> [Problem description]: Word for word, retype the first line of the records and every following line through the one containing "HOSES FOR LEAKS".

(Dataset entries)
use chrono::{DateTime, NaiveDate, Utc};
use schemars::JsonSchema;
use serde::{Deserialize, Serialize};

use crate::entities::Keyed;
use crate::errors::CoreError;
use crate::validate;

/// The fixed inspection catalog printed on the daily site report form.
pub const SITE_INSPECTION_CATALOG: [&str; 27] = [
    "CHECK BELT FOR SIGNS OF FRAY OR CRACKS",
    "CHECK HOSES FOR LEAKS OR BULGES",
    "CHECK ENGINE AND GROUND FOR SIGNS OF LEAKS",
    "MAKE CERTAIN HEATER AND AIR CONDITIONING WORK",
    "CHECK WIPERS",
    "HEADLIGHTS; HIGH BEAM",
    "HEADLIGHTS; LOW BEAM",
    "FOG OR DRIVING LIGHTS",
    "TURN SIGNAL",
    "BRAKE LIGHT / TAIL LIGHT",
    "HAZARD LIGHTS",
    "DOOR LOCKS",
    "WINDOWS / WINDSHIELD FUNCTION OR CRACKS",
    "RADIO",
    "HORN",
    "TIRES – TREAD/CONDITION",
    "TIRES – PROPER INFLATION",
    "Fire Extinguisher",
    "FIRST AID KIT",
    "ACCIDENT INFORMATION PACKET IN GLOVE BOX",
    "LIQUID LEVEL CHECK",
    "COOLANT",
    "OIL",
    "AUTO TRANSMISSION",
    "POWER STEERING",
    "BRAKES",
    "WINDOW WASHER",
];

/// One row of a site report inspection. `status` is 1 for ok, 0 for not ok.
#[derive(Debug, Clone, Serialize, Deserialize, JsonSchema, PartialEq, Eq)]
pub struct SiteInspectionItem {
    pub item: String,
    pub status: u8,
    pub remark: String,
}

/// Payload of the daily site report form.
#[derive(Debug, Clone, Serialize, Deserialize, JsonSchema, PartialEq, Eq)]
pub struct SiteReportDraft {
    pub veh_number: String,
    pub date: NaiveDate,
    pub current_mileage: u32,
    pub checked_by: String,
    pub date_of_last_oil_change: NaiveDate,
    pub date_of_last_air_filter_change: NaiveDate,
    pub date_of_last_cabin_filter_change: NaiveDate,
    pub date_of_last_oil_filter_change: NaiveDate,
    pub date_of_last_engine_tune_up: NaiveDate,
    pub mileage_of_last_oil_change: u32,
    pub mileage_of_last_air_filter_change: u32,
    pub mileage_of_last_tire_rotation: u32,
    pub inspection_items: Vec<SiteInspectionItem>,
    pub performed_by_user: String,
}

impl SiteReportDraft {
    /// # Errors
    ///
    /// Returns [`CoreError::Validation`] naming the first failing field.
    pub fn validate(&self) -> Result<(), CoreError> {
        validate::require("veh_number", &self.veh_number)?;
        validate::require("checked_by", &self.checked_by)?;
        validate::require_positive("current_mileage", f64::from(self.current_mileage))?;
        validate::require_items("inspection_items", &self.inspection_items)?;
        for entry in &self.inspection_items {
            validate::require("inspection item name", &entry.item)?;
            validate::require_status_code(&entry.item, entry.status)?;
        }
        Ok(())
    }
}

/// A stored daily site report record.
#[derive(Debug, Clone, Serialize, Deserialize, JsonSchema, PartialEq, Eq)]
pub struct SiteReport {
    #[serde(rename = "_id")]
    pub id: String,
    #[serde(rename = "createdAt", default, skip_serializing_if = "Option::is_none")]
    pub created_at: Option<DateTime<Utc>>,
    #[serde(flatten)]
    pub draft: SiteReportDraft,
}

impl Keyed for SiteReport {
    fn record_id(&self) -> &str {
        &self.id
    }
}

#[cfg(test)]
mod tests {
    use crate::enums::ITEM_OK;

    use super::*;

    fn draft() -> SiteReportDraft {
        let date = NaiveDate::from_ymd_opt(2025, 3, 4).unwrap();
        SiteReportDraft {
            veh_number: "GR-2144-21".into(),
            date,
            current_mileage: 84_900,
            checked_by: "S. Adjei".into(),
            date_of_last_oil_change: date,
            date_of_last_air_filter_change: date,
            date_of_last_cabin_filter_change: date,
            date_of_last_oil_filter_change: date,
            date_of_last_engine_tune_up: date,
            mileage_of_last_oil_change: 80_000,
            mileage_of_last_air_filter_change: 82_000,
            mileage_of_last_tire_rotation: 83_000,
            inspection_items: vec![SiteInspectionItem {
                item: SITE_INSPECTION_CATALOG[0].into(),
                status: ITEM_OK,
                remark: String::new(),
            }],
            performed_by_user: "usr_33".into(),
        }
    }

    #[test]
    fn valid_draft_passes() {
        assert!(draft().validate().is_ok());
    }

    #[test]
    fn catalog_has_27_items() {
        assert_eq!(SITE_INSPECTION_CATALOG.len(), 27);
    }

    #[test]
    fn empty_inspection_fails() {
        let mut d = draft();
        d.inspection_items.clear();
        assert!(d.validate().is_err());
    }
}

> [Response area]:
use chrono::{DateTime, NaiveDate, Utc};
use schemars::JsonSchema;
use serde::{Deserialize, Serialize};

use crate::entities::Keyed;
use crate::errors::CoreError;
use crate::validate;

/// The fixed inspection catalog printed on the daily site report form.
pub const SITE_INSPECTION_CATALOG: [&str; 27] = [
    "CHECK BELT FOR SIGNS OF FRAY OR CRACKS",
    "CHECK HOSES FOR LEAKS OR BULGES",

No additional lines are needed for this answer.